Zhang Lili, Geisler Trent, Ray Herman, Xie Ying
Analytics and Data Science Ph.D. Program, Kennesaw State University, Kennesaw, GA, USA.
Analytics and Data Science Institute, Kennesaw State University, Kennesaw, GA, USA.
J Appl Stat. 2021 Jun 16;49(13):3257-3277. doi: 10.1080/02664763.2021.1939662. eCollection 2022.
Logistic regression is estimated by maximizing the log-likelihood objective function formulated under the assumption of maximizing the overall accuracy. That does not apply to the imbalanced data. The resulting models tend to be biased towards the majority class (i.e. non-event), which can bring great loss in practice. One strategy for mitigating such bias is to penalize the misclassification costs of observations differently in the log-likelihood function. Existing solutions require either hard hyperparameter estimating or high computational complexity. We propose a novel penalized log-likelihood function by including penalty weights as decision variables for observations in the minority class (i.e. event) and learning them from data along with model coefficients. In the experiments, the proposed logistic regression model is compared with the existing ones on the statistics of area under receiver operating characteristics (ROC) curve from 10 public datasets and 16 simulated datasets, as well as the training time. A detailed analysis is conducted on an imbalanced credit dataset to examine the estimated probability distributions, additional performance measurements (i.e. type I error and type II error) and model coefficients. The results demonstrate that both the discrimination ability and computation efficiency of logistic regression models are improved using the proposed log-likelihood function as the learning objective.

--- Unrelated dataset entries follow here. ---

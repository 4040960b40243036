//! Speedometer gauge simulator for desktop.
//!
//! Hosts a [`GaugeView`] in an `embedded-graphics-simulator` window the way a
//! UI toolkit would: measure once, then draw whenever the view asks for a
//! frame. A readout panel shows the current speed and the widget's debug log.
//!
//! # Controls
//!
//! | Key    | Action                                          |
//! |--------|-------------------------------------------------|
//! | `W`    | Speed +10                                       |
//! | `S`    | Speed -10                                       |
//! | `A`    | Start/stop the demo sweep (drives the ticker)   |
//! | `P`    | Toggle redraw policy (on-change / continuous)   |
//!
//! Key repeat is ignored to prevent toggle spam when holding keys.

// Crate-level lints
#![allow(clippy::cast_possible_truncation)]
#![allow(clippy::cast_possible_wrap)]
#![allow(clippy::cast_sign_loss)]

use core::fmt::Write;
use std::thread;
use std::time::Instant;

use embedded_graphics::mono_font::MonoTextStyle;
use embedded_graphics::mono_font::ascii::FONT_6X10;
use embedded_graphics::pixelcolor::Rgb565;
use embedded_graphics::prelude::*;
use embedded_graphics::primitives::{PrimitiveStyle, Rectangle};
use embedded_graphics::text::Text;
use embedded_graphics_simulator::sdl2::Keycode;
use embedded_graphics_simulator::{OutputSettingsBuilder, SimulatorDisplay, SimulatorEvent, Window};
use heapless::String;
use profont::PROFONT_24_POINT;
use speedometer_gauge::attributes::{Attr, StyleSheet};
use speedometer_gauge::colors::{BLACK, GRAY, GREEN, ORANGE, WHITE};
use speedometer_gauge::config::FRAME_TIME;
use speedometer_gauge::debug_log::DebugLog;
use speedometer_gauge::{Canvas, Constraint, GaugeView, Padding, RedrawPolicy};

// =============================================================================
// Window Layout
// =============================================================================

/// Simulated display width in pixels.
const SCREEN_WIDTH: u32 = 320;

/// Simulated display height in pixels.
const SCREEN_HEIGHT: u32 = 240;

/// The gauge gets a square region in the top-left corner, at most this big.
const GAUGE_MAX_SIZE: u32 = 170;

/// Suggested minimum gauge side before padding.
const GAUGE_MIN_SIZE: u32 = 160;

/// Left edge of the speed readout.
const READOUT_X: i32 = 180;

/// Top of the log terminal.
const LOG_Y: i32 = 182;

/// Log lines shown at once.
const LOG_LINES: usize = 5;

const LOG_LINE_HEIGHT: i32 = 11;

/// Speed change per key press.
const SPEED_STEP: i32 = 10;

// =============================================================================
// Demo Style
// =============================================================================

const DEMO_MAX_SPEED: u32 = 240;

fn demo_style() -> StyleSheet {
    StyleSheet::new()
        .with(Attr::Speed, 0)
        .with(Attr::MaxSpeed, DEMO_MAX_SPEED)
        .with(Attr::LowSpeedColor, 0xFF00_FF00)
        .with(Attr::NormalSpeedColor, 0xFFFF_FF00)
        .with(Attr::HighSpeedColor, 0xFFFF_0000)
        .with(Attr::ArrowColor, 0xFFFF_8000)
        .with(Attr::BodyStrokeWidth, 8)
        .with(Attr::ScaleStrokeWidth, 4)
}

fn main() {
    let mut display: SimulatorDisplay<Rgb565> = SimulatorDisplay::new(Size::new(SCREEN_WIDTH, SCREEN_HEIGHT));
    let output_settings = OutputSettingsBuilder::new().scale(2).build();
    let mut window = Window::new("Speedometer Gauge Sim", &output_settings);

    let mut style = demo_style();
    let mut gauge = GaugeView::from_attributes(&mut style).with_padding(Padding::uniform(4));
    gauge.set_suggested_minimum_size(GAUGE_MIN_SIZE, GAUGE_MIN_SIZE);
    let side = gauge.measure(Constraint::AtMost(GAUGE_MAX_SIZE), Constraint::AtMost(GAUGE_MAX_SIZE));

    display.clear(BLACK).ok();
    window.update(&display);
    let mut frames_drawn = 0u32;

    loop {
        let frame_start = Instant::now();

        for ev in window.events() {
            match ev {
                SimulatorEvent::Quit => return,
                SimulatorEvent::KeyDown { keycode, repeat, .. } => {
                    if repeat {
                        continue;
                    }
                    match keycode {
                        Keycode::W => gauge.set_speed(gauge.speed() + SPEED_STEP),
                        Keycode::S => gauge.set_speed(gauge.speed() - SPEED_STEP),
                        Keycode::A => {
                            if gauge.is_animating() {
                                gauge.stop_animation();
                            } else {
                                gauge.start_animation();
                            }
                        }
                        Keycode::P => {
                            let next = match gauge.redraw_policy() {
                                RedrawPolicy::OnChange => RedrawPolicy::Continuous,
                                RedrawPolicy::Continuous => RedrawPolicy::OnChange,
                            };
                            gauge.set_redraw_policy(next);
                        }
                        _ => {}
                    }
                }
                _ => {}
            }
        }

        // Demo sweep: the ticker drives the speed while running
        if let Some(frame) = gauge.tick() {
            let sweep = (frame % (2 * DEMO_MAX_SPEED)) as i32;
            let max = DEMO_MAX_SPEED as i32;
            gauge.set_speed(if sweep > max { 2 * max - sweep } else { sweep });
        }

        if gauge.needs_redraw() {
            Rectangle::new(Point::zero(), Size::new(side, side))
                .into_styled(PrimitiveStyle::with_fill(BLACK))
                .draw(&mut display)
                .ok();
            gauge.draw(&mut Canvas::new(&mut display)).ok();
            frames_drawn = frames_drawn.wrapping_add(1);

            draw_readout(&mut display, &gauge, frames_drawn);
            draw_log_terminal(&mut display, gauge.log());
        }

        window.update(&display);

        if let Some(remaining) = FRAME_TIME.checked_sub(frame_start.elapsed()) {
            thread::sleep(remaining);
        }
    }
}

fn draw_readout(
    display: &mut SimulatorDisplay<Rgb565>,
    gauge: &GaugeView,
    frames_drawn: u32,
) {
    Rectangle::new(Point::new(READOUT_X, 0), Size::new(SCREEN_WIDTH - READOUT_X as u32, LOG_Y as u32 - 4))
        .into_styled(PrimitiveStyle::with_fill(BLACK))
        .draw(display)
        .ok();

    let label_style = MonoTextStyle::new(&FONT_6X10, GRAY);
    let value_style = MonoTextStyle::new(&PROFONT_24_POINT, gauge.arrow_color());
    let info_style = MonoTextStyle::new(&FONT_6X10, WHITE);

    Text::new("SPEED", Point::new(READOUT_X, 20), label_style).draw(display).ok();

    let mut s: String<12> = String::new();
    let _ = write!(s, "{}", gauge.speed());
    Text::new(&s, Point::new(READOUT_X, 50), value_style).draw(display).ok();

    let mut s: String<16> = String::new();
    let _ = write!(s, "MAX {}", gauge.max_speed());
    Text::new(&s, Point::new(READOUT_X, 70), info_style).draw(display).ok();

    let policy = match gauge.redraw_policy() {
        RedrawPolicy::OnChange => "ON CHANGE",
        RedrawPolicy::Continuous => "CONTINUOUS",
    };
    Text::new(policy, Point::new(READOUT_X, 100), label_style).draw(display).ok();

    let mut s: String<20> = String::new();
    let _ = write!(s, "FRAMES {frames_drawn}");
    Text::new(&s, Point::new(READOUT_X, 115), label_style).draw(display).ok();
}

fn draw_log_terminal(
    display: &mut SimulatorDisplay<Rgb565>,
    log: &DebugLog,
) {
    Rectangle::new(Point::new(0, LOG_Y - 2), Size::new(SCREEN_WIDTH, SCREEN_HEIGHT - LOG_Y as u32 + 2))
        .into_styled(PrimitiveStyle::with_fill(Rgb565::new(1, 2, 1)))
        .draw(display)
        .ok();

    let prompt_style = MonoTextStyle::new(&FONT_6X10, GREEN);
    let text_style = MonoTextStyle::new(&FONT_6X10, ORANGE);

    let mut y = LOG_Y + 8;
    for line in log.iter().skip(log.len().saturating_sub(LOG_LINES)) {
        Text::new(">", Point::new(4, y), prompt_style).draw(display).ok();
        Text::new(line, Point::new(14, y), text_style).draw(display).ok();
        y += LOG_LINE_HEIGHT;
    }
}
//! Drawing surfaces the gauge renders onto.
//!
//! [`GaugeSurface`] is the seam between the renderer and whatever actually
//! puts pixels somewhere. Two implementations ship with the crate:
//!
//! - [`Canvas`]: adapter over any `DrawTarget<Color = Rgb565>` (simulator
//!   window, display driver framebuffer, `MockDisplay`).
//! - [`CommandRecorder`]: stores the issued commands instead of drawing them.
//!
//! Angles are in degrees with 0 at three o'clock and positive values turning
//! clockwise, matching `embedded-graphics` arcs on a y-down screen.

use core::fmt;

use embedded_graphics::pixelcolor::Rgb565;
use embedded_graphics::prelude::*;
use embedded_graphics::primitives::Arc;
use heapless::Vec;

use crate::layout::LayoutRect;
use crate::styles::PaintSpec;

/// Primitive drawing operations the gauge needs from its host.
pub trait GaugeSurface {
    /// Error reported by the underlying target.
    type Error;

    /// Shift the origin of every following draw call by `(dx, dy)`.
    fn translate(
        &mut self,
        dx: i32,
        dy: i32,
    );

    /// Stroke an arc of the circle inscribed in `rect`.
    fn draw_arc(
        &mut self,
        rect: LayoutRect,
        start_angle: f32,
        sweep_angle: f32,
        paint: PaintSpec,
    ) -> Result<(), Self::Error>;

    /// Stroke the outline of `rect`.
    fn draw_rect(
        &mut self,
        rect: LayoutRect,
        paint: PaintSpec,
    ) -> Result<(), Self::Error>;
}

// =============================================================================
// DrawTarget Adapter
// =============================================================================

/// [`GaugeSurface`] over an `embedded-graphics` draw target.
pub struct Canvas<'a, D> {
    target: &'a mut D,
    origin: Point,
}

impl<'a, D> Canvas<'a, D>
where
    D: DrawTarget<Color = Rgb565>,
{
    pub fn new(target: &'a mut D) -> Self { Self { target, origin: Point::zero() } }

    /// Current translation applied to draw calls.
    #[inline]
    pub const fn origin(&self) -> Point { self.origin }
}

impl<D> GaugeSurface for Canvas<'_, D>
where
    D: DrawTarget<Color = Rgb565>,
{
    type Error = D::Error;

    fn translate(
        &mut self,
        dx: i32,
        dy: i32,
    ) {
        self.origin += Point::new(dx, dy);
    }

    fn draw_arc(
        &mut self,
        rect: LayoutRect,
        start_angle: f32,
        sweep_angle: f32,
        paint: PaintSpec,
    ) -> Result<(), Self::Error> {
        let rect = rect.translate(self.origin.x, self.origin.y);
        Arc::new(rect.top_left(), rect.arc_diameter(), start_angle.deg(), sweep_angle.deg())
            .into_styled(paint.primitive_style())
            .draw(&mut *self.target)
    }

    fn draw_rect(
        &mut self,
        rect: LayoutRect,
        paint: PaintSpec,
    ) -> Result<(), Self::Error> {
        rect.translate(self.origin.x, self.origin.y)
            .to_rectangle()
            .into_styled(paint.primitive_style())
            .draw(&mut *self.target)
    }
}

// =============================================================================
// Command Recorder
// =============================================================================

/// Maximum number of commands a [`CommandRecorder`] holds.
pub const RECORDER_CAPACITY: usize = 16;

/// A single recorded surface call.
#[derive(Clone, Copy, PartialEq, Debug)]
pub enum DrawCommand {
    Translate {
        dx: i32,
        dy: i32,
    },
    Arc {
        rect: LayoutRect,
        start_angle: f32,
        sweep_angle: f32,
        paint: PaintSpec,
    },
    Rect {
        rect: LayoutRect,
        paint: PaintSpec,
    },
}

/// The recorder ran out of room for commands.
#[derive(Clone, Copy, PartialEq, Eq, Debug)]
pub struct RecorderFull;

impl fmt::Display for RecorderFull {
    fn fmt(
        &self,
        f: &mut fmt::Formatter<'_>,
    ) -> fmt::Result {
        write!(f, "command recorder is full ({RECORDER_CAPACITY} commands)")
    }
}

impl core::error::Error for RecorderFull {}

/// [`GaugeSurface`] that records every call instead of drawing it.
#[derive(Default)]
pub struct CommandRecorder {
    commands: Vec<DrawCommand, RECORDER_CAPACITY>,
}

impl CommandRecorder {
    pub const fn new() -> Self { Self { commands: Vec::new() } }

    /// Commands recorded so far, in issue order.
    pub fn commands(&self) -> &[DrawCommand] { &self.commands }

    /// Drop all recorded commands.
    pub fn clear(&mut self) { self.commands.clear(); }

    fn record(
        &mut self,
        command: DrawCommand,
    ) -> Result<(), RecorderFull> {
        self.commands.push(command).map_err(|_| RecorderFull)
    }
}

impl GaugeSurface for CommandRecorder {
    type Error = RecorderFull;

    fn translate(
        &mut self,
        dx: i32,
        dy: i32,
    ) {
        // A full recorder already failed the frame; the translation is lost with it.
        self.record(DrawCommand::Translate { dx, dy }).ok();
    }

    fn draw_arc(
        &mut self,
        rect: LayoutRect,
        start_angle: f32,
        sweep_angle: f32,
        paint: PaintSpec,
    ) -> Result<(), Self::Error> {
        self.record(DrawCommand::Arc { rect, start_angle, sweep_angle, paint })
    }

    fn draw_rect(
        &mut self,
        rect: LayoutRect,
        paint: PaintSpec,
    ) -> Result<(), Self::Error> {
        self.record(DrawCommand::Rect { rect, paint })
    }
}

#[cfg(test)]
mod tests {
    use embedded_graphics::mock_display::MockDisplay;

    use super::*;
    use crate::colors::{GREEN, RED};

    #[test]
    fn test_recorder_keeps_order() {
        let mut recorder = CommandRecorder::new();
        let rect = LayoutRect::new(0, 0, 10, 10);
        let paint = PaintSpec::new(RED, 1);

        recorder.translate(1, 1);
        recorder.draw_rect(rect, paint).unwrap();
        recorder.draw_arc(rect, 0.0, 90.0, paint).unwrap();

        assert_eq!(
            recorder.commands(),
            &[
                DrawCommand::Translate { dx: 1, dy: 1 },
                DrawCommand::Rect { rect, paint },
                DrawCommand::Arc { rect, start_angle: 0.0, sweep_angle: 90.0, paint },
            ]
        );

        recorder.clear();
        assert!(recorder.commands().is_empty());
    }

    #[test]
    fn test_recorder_reports_full() {
        let mut recorder = CommandRecorder::new();
        let rect = LayoutRect::new(0, 0, 4, 4);
        let paint = PaintSpec::new(RED, 1);

        for _ in 0..RECORDER_CAPACITY {
            recorder.draw_rect(rect, paint).unwrap();
        }
        assert_eq!(recorder.draw_rect(rect, paint), Err(RecorderFull));
        assert_eq!(recorder.commands().len(), RECORDER_CAPACITY);
    }

    #[test]
    fn test_canvas_draws_rect_outline() {
        let mut display: MockDisplay<Rgb565> = MockDisplay::new();
        display.set_allow_overdraw(true);
        let mut canvas = Canvas::new(&mut display);

        canvas.draw_rect(LayoutRect::new(2, 2, 12, 12), PaintSpec::new(GREEN, 1)).unwrap();

        // 1px centered stroke lands on the rectangle's own pixels
        assert_eq!(display.get_pixel(Point::new(2, 2)), Some(GREEN));
        assert_eq!(display.get_pixel(Point::new(11, 11)), Some(GREEN));
        assert_eq!(display.get_pixel(Point::new(6, 6)), None);
    }

    #[test]
    fn test_canvas_translation_applies_to_draws() {
        let mut display: MockDisplay<Rgb565> = MockDisplay::new();
        display.set_allow_overdraw(true);
        let mut canvas = Canvas::new(&mut display);

        canvas.translate(3, 4);
        assert_eq!(canvas.origin(), Point::new(3, 4));
        canvas.draw_rect(LayoutRect::new(0, 0, 5, 5), PaintSpec::new(RED, 1)).unwrap();

        assert_eq!(display.get_pixel(Point::new(3, 4)), Some(RED));
        assert_eq!(display.get_pixel(Point::new(0, 0)), None);
    }

    #[test]
    fn test_canvas_draws_arc() {
        let mut display: MockDisplay<Rgb565> = MockDisplay::new();
        display.set_allow_overdraw(true);
        let mut canvas = Canvas::new(&mut display);

        canvas.draw_arc(LayoutRect::new(0, 0, 21, 21), -90.0, 360.0, PaintSpec::new(RED, 1)).unwrap();

        let area = display.affected_area();
        assert!(area.size.width > 0 && area.size.height > 0);
        // Inside of the ring stays untouched
        assert_eq!(display.get_pixel(Point::new(10, 10)), None);
    }
}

逻辑回归是通过最大化在总体准确率最大化假设下制定的对数似然目标函数来估计的。这不适用于不平衡数据。由此产生的模型往往偏向于多数类(即非事件),这在实际应用中可能会带来巨大损失。减轻这种偏差的一种策略是在对数似然函数中对不同观测值的误分类成本进行惩罚。现有的解决方案要么需要硬超参数估计,要么计算复杂度高。我们提出了一种新颖的惩罚对数似然函数,通过将惩罚权重作为少数类(即事件)观测值的决策变量,并与模型系数一起从数据中学习它们。在实验中,将所提出的逻辑回归模型与现有的模型在来自10个公共数据集和16个模拟数据集的接收器操作特征(ROC)曲线下面积的统计数据以及训练时间方面进行了比较。对一个不平衡信用数据集进行了详细分析,以检查估计的概率分布、额外的性能度量(即I型错误和II型错误)以及模型系数。结果表明,使用所提出的对数似然函数作为学习目标,逻辑回归模型的判别能力和计算效率都得到了提高。